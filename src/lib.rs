//! # qsed - a transparent in-path editor for TCP payloads
//!
//! qsed takes packets that netfilter hands to a userspace queue, replaces
//! fixed-length byte patterns inside their TCP payloads and returns them
//! with a corrected TCP checksum. Nothing else about a packet changes: its
//! length, headers and verdict stay the same.
//!
//! ## Features
//!
//! * Substitution rules - `<delim><pattern><delim><replacement>`, inline or from rule files
//! * Checksum repair - The TCP checksum is recomputed for every TCP packet
//! * Pass-through - Non-TCP, non-IPv4, fragmented and malformed packets flow on untouched
//! * Scan modes - Rescan from the start after each substitution, or a single pass
//!
//! ## Architecture
//!
//! * `rules`: parsing and ordering of substitution rules
//! * `network::core`: header parsing, checksums and the packet queue boundary
//! * `network::modules`: the pattern rewriter and statistics
//! * `network::processing`: per-packet processing and the receive loop
//! * `settings`: TOML configuration and command-line flags
//!
//! ## Quick Start
//!
//! ```rust
//! use qsed::prelude::*;
//! use std::sync::Arc;
//!
//! let settings = SettingsBuilder::new().rule("/AABB/00FF").build();
//! let rules = settings.build_rule_store().unwrap();
//! let processor = PacketProcessor::new(Arc::new(rules), settings.rewrite_options());
//!
//! // a UDP datagram is accepted untouched
//! let header = vec![0x45, 0, 0, 20, 0, 0, 0, 0, 64, 17, 0, 0, 10, 0, 0, 1, 10, 0, 0, 2];
//! let mut packet = PacketData::new(1, header);
//! let verdict = processor.process(&mut packet);
//! assert!(!verdict.carries_payload());
//! ```

/// Centralized error handling
pub mod error;
/// Network packet rewriting functionality
pub mod network;
/// Prelude for convenient imports
pub mod prelude;
/// Substitution rules and the rule store
pub mod rules;
/// Configuration settings and command-line flags
pub mod settings;
/// Shared utility functions
pub mod utils;

// Re-export commonly used types
pub use error::{QsedError, Result};
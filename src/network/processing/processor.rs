use crate::network::core::checksum::tcp_checksum;
use crate::network::core::header::{self, HeaderInfo, ParsedPacket};
use crate::network::core::PacketData;
use crate::network::modules::rewrite::{rewrite, RewriteOptions};
use crate::network::types::verdict::{Outcome, PassReason, Verdict};
use crate::rules::RuleStore;
use log::{debug, trace};
use std::sync::Arc;

/// Rewrites the TCP payload of intercepted packets.
///
/// Holds the rule set shared with the rest of the program. Processing never
/// changes a packet's length, so the verdict can always hand the same
/// number of bytes back to the transport.
#[derive(Debug, Clone)]
pub struct PacketProcessor {
    rules: Arc<RuleStore>,
    options: RewriteOptions,
}

impl PacketProcessor {
    pub fn new(rules: Arc<RuleStore>, options: RewriteOptions) -> Self {
        Self { rules, options }
    }

    /// Rules applied to every TCP payload, in evaluation order
    pub fn rules(&self) -> &RuleStore {
        &self.rules
    }

    /// Processes one packet in place and returns its verdict.
    ///
    /// TCP over unfragmented IPv4 has every rule applied to its payload,
    /// after which the TCP checksum is recomputed. Anything else, including
    /// packets whose headers do not add up, is accepted unmodified.
    ///
    /// # Arguments
    ///
    /// * `packet` - The intercepted packet; its bytes are rewritten in place
    ///
    /// # Returns
    ///
    /// An accept verdict. It carries the rewritten bytes only for TCP packets.
    pub fn process(&self, packet: &mut PacketData) -> Verdict {
        let length = packet.size();

        let info = match header::parse(&packet.data) {
            Ok(ParsedPacket::Tcp(info)) => info,
            Ok(ParsedPacket::NonTcp { protocol }) => {
                trace!("Packet {} is protocol {}, passing through", packet.id, protocol);
                return Verdict::pass(packet.id, length, PassReason::NonTcp { protocol });
            }
            Ok(ParsedPacket::NotIpv4 { version }) => {
                trace!("Packet {} is IP version {}, passing through", packet.id, version);
                return Verdict::pass(packet.id, length, PassReason::NotIpv4 { version });
            }
            Ok(ParsedPacket::Fragment) => {
                trace!("Packet {} is a fragment, passing through", packet.id);
                return Verdict::pass(packet.id, length, PassReason::Fragment);
            }
            Err(e) => {
                debug!("Packet {} has malformed headers, passing through: {}", packet.id, e);
                return Verdict::pass(packet.id, length, PassReason::Malformed(e));
            }
        };

        let substitutions = rewrite(
            &mut packet.data[info.payload_range()],
            &self.rules,
            &self.options,
        );
        update_checksum(&mut packet.data, &info);

        let verdict = Verdict::accept(packet.id, length, Outcome::Tcp { substitutions });
        if verdict.substitutions() > 0 {
            debug!(
                "Packet {} ({} -> {}): {} substitution(s) in {} payload bytes, {:?} after arrival",
                packet.id,
                info.source,
                info.destination,
                verdict.substitutions(),
                info.payload_len(),
                packet.age()
            );
        }

        verdict
    }
}

/// Recomputes the TCP checksum of a parsed packet and stores it big-endian.
fn update_checksum(data: &mut [u8], info: &HeaderInfo) {
    data[info.checksum_range()].fill(0);
    let checksum = tcp_checksum(
        info.segment_len(),
        info.source,
        info.destination,
        &data[info.segment_range()],
    );
    data[info.checksum_range()].copy_from_slice(&checksum.to_be_bytes());
}
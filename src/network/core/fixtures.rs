//! Captured IPv4/TCP packets with known-good checksums, shared by unit tests.

/// 192.168.1.10:49152 -> 93.184.216.34:80, PSH|ACK, payload "hello world",
/// TCP checksum 0x4bf7.
pub const HELLO_WORLD_PACKET: [u8; 51] = [
    0x45, 0x00, 0x00, 0x33, 0x1c, 0x46, 0x40, 0x00, 0x40, 0x06, 0x26, 0xf2, 0xc0, 0xa8, 0x01,
    0x0a, 0x5d, 0xb8, 0xd8, 0x22, 0xc0, 0x00, 0x00, 0x50, 0x01, 0x02, 0x03, 0x04, 0x0a, 0x0b,
    0x0c, 0x0d, 0x50, 0x18, 0xff, 0xff, 0x4b, 0xf7, 0x00, 0x00, 0x68, 0x65, 0x6c, 0x6c, 0x6f,
    0x20, 0x77, 0x6f, 0x72, 0x6c, 0x64,
];

pub const HELLO_WORLD_CHECKSUM: u16 = 0x4bf7;

/// Same flow, payload "GET /AABBCCAABB HTTP/1.1\r\n\r\n", TCP checksum 0xb4c9.
pub const HTTP_GET_PACKET: [u8; 68] = [
    0x45, 0x00, 0x00, 0x44, 0x1c, 0x46, 0x40, 0x00, 0x40, 0x06, 0x26, 0xe1, 0xc0, 0xa8, 0x01,
    0x0a, 0x5d, 0xb8, 0xd8, 0x22, 0xc0, 0x00, 0x00, 0x50, 0x01, 0x02, 0x03, 0x04, 0x0a, 0x0b,
    0x0c, 0x0d, 0x50, 0x18, 0xff, 0xff, 0xb4, 0xc9, 0x00, 0x00, 0x47, 0x45, 0x54, 0x20, 0x2f,
    0x41, 0x41, 0x42, 0x42, 0x43, 0x43, 0x41, 0x41, 0x42, 0x42, 0x20, 0x48, 0x54, 0x54, 0x50,
    0x2f, 0x31, 0x2e, 0x31, 0x0d, 0x0a, 0x0d, 0x0a,
];

pub const HTTP_GET_CHECKSUM: u16 = 0xb4c9;

/// Checksum of [`HTTP_GET_PACKET`] once `AABB` has been rewritten to `00FF`.
pub const HTTP_GET_REWRITTEN_CHECKSUM: u16 = 0xcee3;

pub fn http_get_packet() -> Vec<u8> {
    HTTP_GET_PACKET.to_vec()
}

/// The hello world packet relabelled as UDP.
pub fn udp_packet() -> Vec<u8> {
    let mut packet = HELLO_WORLD_PACKET.to_vec();
    packet[9] = 17;
    packet
}

/// Reads the TCP checksum stored in a packet with a 20 byte IP header.
///
/// Use the parsed `checksum_range` for packets carrying IP options.
pub fn stored_checksum(packet: &[u8]) -> u16 {
    u16::from_be_bytes([packet[36], packet[37]])
}

/// Same flow with a 24 byte IP header (NOP padding) and a 24 byte TCP header
/// (MSS option), payload "abc-abc-!", TCP checksum 0x1bec.
pub const OPTIONS_PACKET: [u8; 57] = [
    0x46, 0x00, 0x00, 0x39, 0x1c, 0x46, 0x40, 0x00, 0x40, 0x06, 0x23, 0xeb, 0xc0, 0xa8, 0x01,
    0x0a, 0x5d, 0xb8, 0xd8, 0x22, 0x01, 0x01, 0x01, 0x00, 0xc0, 0x00, 0x00, 0x50, 0x01, 0x02,
    0x03, 0x04, 0x0a, 0x0b, 0x0c, 0x0d, 0x60, 0x18, 0xff, 0xff, 0x1b, 0xec, 0x00, 0x00, 0x02,
    0x04, 0x05, 0xb4, 0x61, 0x62, 0x63, 0x2d, 0x61, 0x62, 0x63, 0x2d, 0x21,
];

pub const OPTIONS_CHECKSUM: u16 = 0x1bec;

/// Checksum of [`OPTIONS_PACKET`] once `abc` has been rewritten to `XYZ`.
pub const OPTIONS_REWRITTEN_CHECKSUM: u16 = 0x3ffe;
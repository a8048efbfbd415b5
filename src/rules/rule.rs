use std::fmt;
use std::str::FromStr;
use thiserror::Error;

/// Errors raised while building substitution rules.
///
/// Every variant names the offending rule so configuration failures can be
/// reported back to the user verbatim.
#[derive(Debug, Error, Clone, PartialEq, Eq)]
pub enum RuleError {
    /// The rule text has no second delimiter separating the two halves
    #[error("incorrect rule '{0}': expected <delim><pattern><delim><replacement>")]
    MissingDelimiter(String),

    /// The delimiter shows up again inside the replacement
    #[error("incorrect rule '{0}': delimiter must not appear inside the replacement")]
    DelimiterInReplacement(String),

    /// Pattern and replacement are empty
    #[error("rule '{0}' is empty")]
    Empty(String),

    /// Pattern and replacement differ in length
    #[error("pattern and replacement must be the same length: '{rule}' ({pattern} vs {replacement} bytes)")]
    LengthMismatch {
        rule: String,
        pattern: usize,
        replacement: usize,
    },

    /// Pattern and replacement are byte-identical, which can never terminate a rescan
    #[error("rule '{0}' replaces a pattern with itself")]
    Identical(String),

    /// A rule inside a rule file failed to parse
    #[error("{origin}:{line}: {error}")]
    Line {
        origin: String,
        line: usize,
        error: Box<RuleError>,
    },
}

/// A fixed-length substitution: every occurrence of `pattern` is
/// overwritten with `replacement`, which has exactly the same length.
///
/// # Example
///
/// ```
/// use qsed::rules::Rule;
///
/// let rule: Rule = "/foo/bar".parse().unwrap();
/// assert_eq!(rule.pattern(), b"foo");
/// assert_eq!(rule.replacement(), b"bar");
/// ```
#[derive(Debug, Clone, PartialEq, Eq)]
pub struct Rule {
    pattern: Box<[u8]>,
    replacement: Box<[u8]>,
}

impl Rule {
    /// Creates a rule from raw bytes.
    ///
    /// # Returns
    ///
    /// * `Err(RuleError)` - If the halves differ in length, are empty, or are identical
    pub fn new(
        pattern: impl Into<Vec<u8>>,
        replacement: impl Into<Vec<u8>>,
    ) -> Result<Self, RuleError> {
        let pattern = pattern.into();
        let replacement = replacement.into();
        let label = || {
            format!(
                "{} -> {}",
                String::from_utf8_lossy(&pattern),
                String::from_utf8_lossy(&replacement)
            )
        };
        Self::validate(&pattern, &replacement, label)?;

        Ok(Self {
            pattern: pattern.into_boxed_slice(),
            replacement: replacement.into_boxed_slice(),
        })
    }

    /// Parses `<delim><pattern><delim><replacement>` from raw bytes.
    ///
    /// The delimiter is the first character and the pattern ends at its next
    /// occurrence. Both halves are taken verbatim, so they may hold any byte,
    /// not just UTF-8 text.
    ///
    /// ```
    /// use qsed::rules::Rule;
    ///
    /// let rule = Rule::parse_bytes(b"/caf\xe9/CAF\xc9").unwrap();
    /// assert_eq!(rule.pattern(), b"caf\xe9");
    /// ```
    pub fn parse_bytes(spec: &[u8]) -> Result<Self, RuleError> {
        let label = || String::from_utf8_lossy(spec).into_owned();

        let delim_len = delimiter_len(spec).ok_or_else(|| RuleError::MissingDelimiter(label()))?;
        let (delim, rest) = spec.split_at(delim_len);

        let split = find_subslice(rest, delim).ok_or_else(|| RuleError::MissingDelimiter(label()))?;
        let pattern = &rest[..split];
        let replacement = &rest[split + delim_len..];

        if find_subslice(replacement, delim).is_some() {
            return Err(RuleError::DelimiterInReplacement(label()));
        }

        Self::validate(pattern, replacement, label)?;

        Ok(Self {
            pattern: pattern.into(),
            replacement: replacement.into(),
        })
    }

    fn validate(
        pattern: &[u8],
        replacement: &[u8],
        label: impl Fn() -> String,
    ) -> Result<(), RuleError> {
        if pattern.len() != replacement.len() {
            return Err(RuleError::LengthMismatch {
                rule: label(),
                pattern: pattern.len(),
                replacement: replacement.len(),
            });
        }

        if pattern.is_empty() {
            return Err(RuleError::Empty(label()));
        }

        if pattern == replacement {
            return Err(RuleError::Identical(label()));
        }

        Ok(())
    }

    /// Bytes searched for in the payload
    pub fn pattern(&self) -> &[u8] {
        &self.pattern
    }

    /// Bytes written over each match
    pub fn replacement(&self) -> &[u8] {
        &self.replacement
    }

    /// Length shared by pattern and replacement, always at least one
    pub fn length(&self) -> usize {
        self.pattern.len()
    }
}

impl FromStr for Rule {
    type Err = RuleError;

    /// Parses `<delim><pattern><delim><replacement>`, see [`Rule::parse_bytes`].
    fn from_str(s: &str) -> Result<Self, Self::Err> {
        Self::parse_bytes(s.as_bytes())
    }
}

/// Length of the leading character of `spec`: a whole UTF-8 sequence when
/// the text starts with one, otherwise a single byte.
fn delimiter_len(spec: &[u8]) -> Option<usize> {
    let first = *spec.first()?;
    if first.is_ascii() {
        return Some(1);
    }

    let utf8_len = (2..=4).find(|&len| {
        spec.get(..len)
            .is_some_and(|prefix| std::str::from_utf8(prefix).is_ok())
    });
    Some(utf8_len.unwrap_or(1))
}

fn find_subslice(haystack: &[u8], needle: &[u8]) -> Option<usize> {
    haystack
        .windows(needle.len())
        .position(|window| window == needle)
}

impl fmt::Display for Rule {
    /// Formats the rule as hex, `pattern -> replacement`.
    fn fmt(&self, f: &mut fmt::Formatter<'_>) -> fmt::Result {
        for byte in self.pattern.iter() {
            write!(f, "{:02x}", byte)?;
        }
        write!(f, " -> ")?;
        for byte in self.replacement.iter() {
            write!(f, "{:02x}", byte)?;
        }
        Ok(())
    }
}
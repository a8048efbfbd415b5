//! Bounds-checked IPv4/TCP header views.
//!
//! [`parse`] validates every length field before it is used, so the
//! offsets in a returned [`HeaderInfo`] always lie inside the buffer.

use std::net::Ipv4Addr;
use std::ops::Range;
use thiserror::Error;

/// Minimal IPv4 header length (IHL = 5)
pub const IPV4_MIN_HEADER_LEN: usize = 20;

/// Minimal TCP header length (data offset = 5)
pub const TCP_MIN_HEADER_LEN: usize = 20;

/// IANA protocol number for TCP
pub const PROTOCOL_TCP: u8 = 6;

/// Offset of the checksum field within the TCP header
pub const TCP_CHECKSUM_OFFSET: usize = 16;

const FLAG_MORE_FRAGMENTS: u16 = 0x2000;
const FRAGMENT_OFFSET_MASK: u16 = 0x1fff;

/// Reasons a buffer is rejected as a TCP/IPv4 packet.
#[derive(Debug, Error, Clone, PartialEq, Eq)]
pub enum HeaderError {
    /// The buffer cannot hold even a minimal IPv4 header
    #[error("buffer of {len} bytes is shorter than an IPv4 header")]
    Truncated { len: usize },

    /// The IP total length field points past the end of the buffer
    #[error("declared total length {total_len} exceeds buffer of {buffer_len} bytes")]
    TotalLengthExceedsBuffer { total_len: usize, buffer_len: usize },

    /// The IHL field is too small or reaches past the packet
    #[error("invalid IP header length {header_len} for packet of {total_len} bytes")]
    InvalidIpHeaderLength { header_len: usize, total_len: usize },

    /// The data offset field is too small or reaches past the segment
    #[error("invalid TCP header length {header_len}, {available} bytes available")]
    InvalidTcpHeaderLength { header_len: usize, available: usize },
}

/// Classification of a buffer handed over by the transport.
#[derive(Debug, Clone, PartialEq, Eq)]
pub enum ParsedPacket {
    /// A complete TCP segment over IPv4
    Tcp(HeaderInfo),
    /// IPv4 carrying something other than TCP
    NonTcp { protocol: u8 },
    /// Not an IPv4 packet
    NotIpv4 { version: u8 },
    /// An IPv4 fragment; its payload cannot be inspected on its own
    Fragment,
}

/// Validated header fields and derived offsets of a TCP/IPv4 packet.
#[derive(Debug, Clone, Copy, PartialEq, Eq)]
pub struct HeaderInfo {
    /// IP header length in bytes
    pub ip_header_len: usize,
    /// TCP header length in bytes
    pub tcp_header_len: usize,
    /// Declared IP total length in bytes
    pub total_len: usize,
    /// Source address
    pub source: Ipv4Addr,
    /// Destination address
    pub destination: Ipv4Addr,
}

impl HeaderInfo {
    /// Offset of the first payload byte
    pub fn payload_offset(&self) -> usize {
        self.ip_header_len + self.tcp_header_len
    }

    /// Number of payload bytes
    pub fn payload_len(&self) -> usize {
        self.total_len - self.payload_offset()
    }

    /// Byte range of the TCP payload
    pub fn payload_range(&self) -> Range<usize> {
        self.payload_offset()..self.total_len
    }

    /// Byte range of the TCP segment, header included
    pub fn segment_range(&self) -> Range<usize> {
        self.ip_header_len..self.total_len
    }

    /// Length of the TCP segment as carried in the pseudo-header
    pub fn segment_len(&self) -> u16 {
        // total_len comes from a 16-bit field
        (self.total_len - self.ip_header_len) as u16
    }

    /// Byte range of the TCP checksum field
    pub fn checksum_range(&self) -> Range<usize> {
        let start = self.ip_header_len + TCP_CHECKSUM_OFFSET;
        start..start + 2
    }
}

fn read_u16(buffer: &[u8], offset: usize) -> u16 {
    u16::from_be_bytes([buffer[offset], buffer[offset + 1]])
}

fn read_addr(buffer: &[u8], offset: usize) -> Ipv4Addr {
    Ipv4Addr::new(
        buffer[offset],
        buffer[offset + 1],
        buffer[offset + 2],
        buffer[offset + 3],
    )
}

/// Parses the IPv4 and TCP headers at the start of `buffer`.
///
/// Non-TCP, non-IPv4 and fragmented packets are classified rather than
/// rejected, so the caller can pass them through untouched.
///
/// # Returns
///
/// * `Ok(ParsedPacket)` - The classification, with header offsets for TCP
/// * `Err(HeaderError)` - If any length field is inconsistent with the buffer
pub fn parse(buffer: &[u8]) -> Result<ParsedPacket, HeaderError> {
    if buffer.len() < IPV4_MIN_HEADER_LEN {
        return Err(HeaderError::Truncated { len: buffer.len() });
    }

    let version = buffer[0] >> 4;
    if version != 4 {
        return Ok(ParsedPacket::NotIpv4 { version });
    }

    let protocol = buffer[9];
    if protocol != PROTOCOL_TCP {
        return Ok(ParsedPacket::NonTcp { protocol });
    }

    let fragment = read_u16(buffer, 6);
    if fragment & FLAG_MORE_FRAGMENTS != 0 || fragment & FRAGMENT_OFFSET_MASK != 0 {
        return Ok(ParsedPacket::Fragment);
    }

    let total_len = usize::from(read_u16(buffer, 2));
    if total_len > buffer.len() {
        return Err(HeaderError::TotalLengthExceedsBuffer {
            total_len,
            buffer_len: buffer.len(),
        });
    }

    let ip_header_len = usize::from(buffer[0] & 0x0f) * 4;
    if ip_header_len < IPV4_MIN_HEADER_LEN || ip_header_len > total_len {
        return Err(HeaderError::InvalidIpHeaderLength {
            header_len: ip_header_len,
            total_len,
        });
    }

    let available = total_len - ip_header_len;
    if available < TCP_MIN_HEADER_LEN {
        return Err(HeaderError::InvalidTcpHeaderLength {
            header_len: 0,
            available,
        });
    }

    let tcp_header_len = usize::from(buffer[ip_header_len + 12] >> 4) * 4;
    if tcp_header_len < TCP_MIN_HEADER_LEN || tcp_header_len > available {
        return Err(HeaderError::InvalidTcpHeaderLength {
            header_len: tcp_header_len,
            available,
        });
    }

    Ok(ParsedPacket::Tcp(HeaderInfo {
        ip_header_len,
        tcp_header_len,
        total_len,
        source: read_addr(buffer, 12),
        destination: read_addr(buffer, 16),
    }))
}
pub mod rewrite;
pub mod stats;

// Re-export the rewrite engine for convenience
pub use rewrite::{rewrite, RewriteOptions, ScanMode, DEFAULT_REWRITE_LIMIT};
pub use stats::RewriteStats;
//! The boundary between the rewrite engine and the packet interception
//! transport.

use crate::error::{QsedError, Result};
use crate::network::core::packet_data::PacketData;
use crate::network::types::verdict::Verdict;
use std::collections::VecDeque;

/// A source of intercepted packets that accepts a verdict for each one.
///
/// Packets are handed out one at a time; `verdict` must be called for a
/// packet before the next `recv`.
pub trait PacketQueue {
    /// Takes the next intercepted packet.
    ///
    /// # Returns
    ///
    /// * `Ok(Some(PacketData))` - A packet awaiting a verdict
    /// * `Ok(None)` - Nothing is queued right now
    /// * `Err(QsedError::Transport)` - If the transport failed
    fn recv(&mut self) -> Result<Option<PacketData>>;

    /// Returns a packet to the transport with its verdict.
    ///
    /// When the verdict carries a payload, `packet.data` replaces the
    /// original packet contents.
    fn verdict(&mut self, packet: PacketData, verdict: &Verdict) -> Result<()>;

    /// Whether the queue will never yield another packet
    fn is_closed(&self) -> bool {
        false
    }
}

/// A packet together with the verdict it received.
#[derive(Debug, Clone)]
pub struct Delivered {
    pub packet: PacketData,
    pub verdict: Verdict,
}

impl Delivered {
    /// The bytes that continue on the network path.
    pub fn bytes_on_wire<'a>(&'a self, original: &'a [u8]) -> &'a [u8] {
        if self.verdict.carries_payload() {
            &self.packet.data
        } else {
            original
        }
    }
}

/// In-memory queue fed from a list of packets.
///
/// Closes once all packets have been received and records every verdict.
#[derive(Debug, Default)]
pub struct MemoryQueue {
    pending: VecDeque<PacketData>,
    in_flight: Option<u32>,
    delivered: Vec<Delivered>,
}

impl MemoryQueue {
    /// Creates a queue holding the given raw packets, numbered from 1.
    pub fn new<I, P>(packets: I) -> Self
    where
        I: IntoIterator<Item = P>,
        P: Into<Vec<u8>>,
    {
        let pending = packets
            .into_iter()
            .zip(1u32..)
            .map(|(data, id)| PacketData::new(id, data))
            .collect();

        Self {
            pending,
            in_flight: None,
            delivered: Vec::new(),
        }
    }

    /// Packets that received a verdict, in order.
    pub fn delivered(&self) -> &[Delivered] {
        &self.delivered
    }
}

impl PacketQueue for MemoryQueue {
    fn recv(&mut self) -> Result<Option<PacketData>> {
        if let Some(id) = self.in_flight {
            return Err(QsedError::transport(
                "recv",
                format!("packet {} is still awaiting a verdict", id),
            ));
        }

        let packet = self.pending.pop_front();
        self.in_flight = packet.as_ref().map(|p| p.id);
        Ok(packet)
    }

    fn verdict(&mut self, packet: PacketData, verdict: &Verdict) -> Result<()> {
        match self.in_flight.take() {
            Some(id) if id == packet.id && id == verdict.packet_id => {
                self.delivered.push(Delivered {
                    packet,
                    verdict: verdict.clone(),
                });
                Ok(())
            }
            _ => Err(QsedError::transport(
                "verdict",
                format!("packet {} was not received from this queue", packet.id),
            )),
        }
    }

    fn is_closed(&self) -> bool {
        self.pending.is_empty() && self.in_flight.is_none()
    }
}
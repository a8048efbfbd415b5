//! Core network functionality.
//!
//! This module contains the packet buffer, the header view and checksum
//! arithmetic, and the transport boundary through which packets arrive.

pub mod checksum;
#[cfg(target_os = "linux")]
pub mod handle;
pub mod header;
pub mod packet_data;
pub mod queue;

#[cfg(test)]
pub(crate) mod fixtures;

// Re-export commonly used types
#[cfg(target_os = "linux")]
pub use handle::{NfQueueHandle, QueueConfig};
pub use header::{HeaderError, HeaderInfo, ParsedPacket};
pub use packet_data::PacketData;
pub use queue::{MemoryQueue, PacketQueue};
use crate::network::core::header::HeaderError;
use std::fmt;

/// Decision returned to the transport for an intercepted packet.
///
/// Packets are never dropped or held back, so accepting is the only decision.
#[derive(Debug, Clone, Copy, PartialEq, Eq)]
pub enum Decision {
    Accept,
}

/// Why a packet was passed through without being inspected.
#[derive(Debug, Clone, PartialEq, Eq)]
pub enum PassReason {
    /// IPv4 carrying another transport protocol
    NonTcp { protocol: u8 },
    /// Not an IPv4 packet
    NotIpv4 { version: u8 },
    /// An IPv4 fragment
    Fragment,
    /// Headers failed validation
    Malformed(HeaderError),
}

/// What processing did to a packet.
#[derive(Debug, Clone, PartialEq, Eq)]
pub enum Outcome {
    /// The TCP payload was scanned and the checksum recomputed
    Tcp { substitutions: usize },
    /// The packet flows on untouched
    PassThrough(PassReason),
}

/// Verdict for one packet, tagged with the transport's packet id.
#[derive(Debug, Clone, PartialEq, Eq)]
pub struct Verdict {
    /// Identifier of the packet this verdict applies to
    pub packet_id: u32,
    /// Accept or otherwise
    pub decision: Decision,
    /// Length of the packet, unchanged by processing
    pub length: usize,
    /// What processing did
    pub outcome: Outcome,
}

impl Verdict {
    /// Accepts a packet with the given outcome.
    pub fn accept(packet_id: u32, length: usize, outcome: Outcome) -> Self {
        Self {
            packet_id,
            decision: Decision::Accept,
            length,
            outcome,
        }
    }

    /// Accepts a packet unmodified.
    pub fn pass(packet_id: u32, length: usize, reason: PassReason) -> Self {
        Self::accept(packet_id, length, Outcome::PassThrough(reason))
    }

    /// Whether the transport must attach the processed bytes to the verdict.
    ///
    /// Pass-through verdicts let the original bytes flow, so they carry no payload.
    pub fn carries_payload(&self) -> bool {
        matches!(self.outcome, Outcome::Tcp { .. })
    }

    /// Number of substitutions made, zero for pass-through packets
    pub fn substitutions(&self) -> usize {
        match self.outcome {
            Outcome::Tcp { substitutions } => substitutions,
            Outcome::PassThrough(_) => 0,
        }
    }
}

impl fmt::Display for PassReason {
    fn fmt(&self, f: &mut fmt::Formatter<'_>) -> fmt::Result {
        match self {
            PassReason::NonTcp { protocol } => write!(f, "protocol {} is not TCP", protocol),
            PassReason::NotIpv4 { version } => write!(f, "IP version {} is not IPv4", version),
            PassReason::Fragment => write!(f, "IPv4 fragment"),
            PassReason::Malformed(e) => write!(f, "malformed header: {}", e),
        }
    }
}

______________________________

From the records above, quote only the lines running from the line with "let available = total_len" to the line with "if tcp_header_len <", both lines included.

## FINAL ANSWER
    let available = total_len - ip_header_len;
    if available < TCP_MIN_HEADER_LEN {
        return Err(HeaderError::InvalidTcpHeaderLength {
            header_len: 0,
            available,
        });
    }

    let tcp_header_len = usize::from(buffer[ip_header_len + 12] >> 4) * 4;
    if tcp_header_len < TCP_MIN_HEADER_LEN || tcp_header_len > available {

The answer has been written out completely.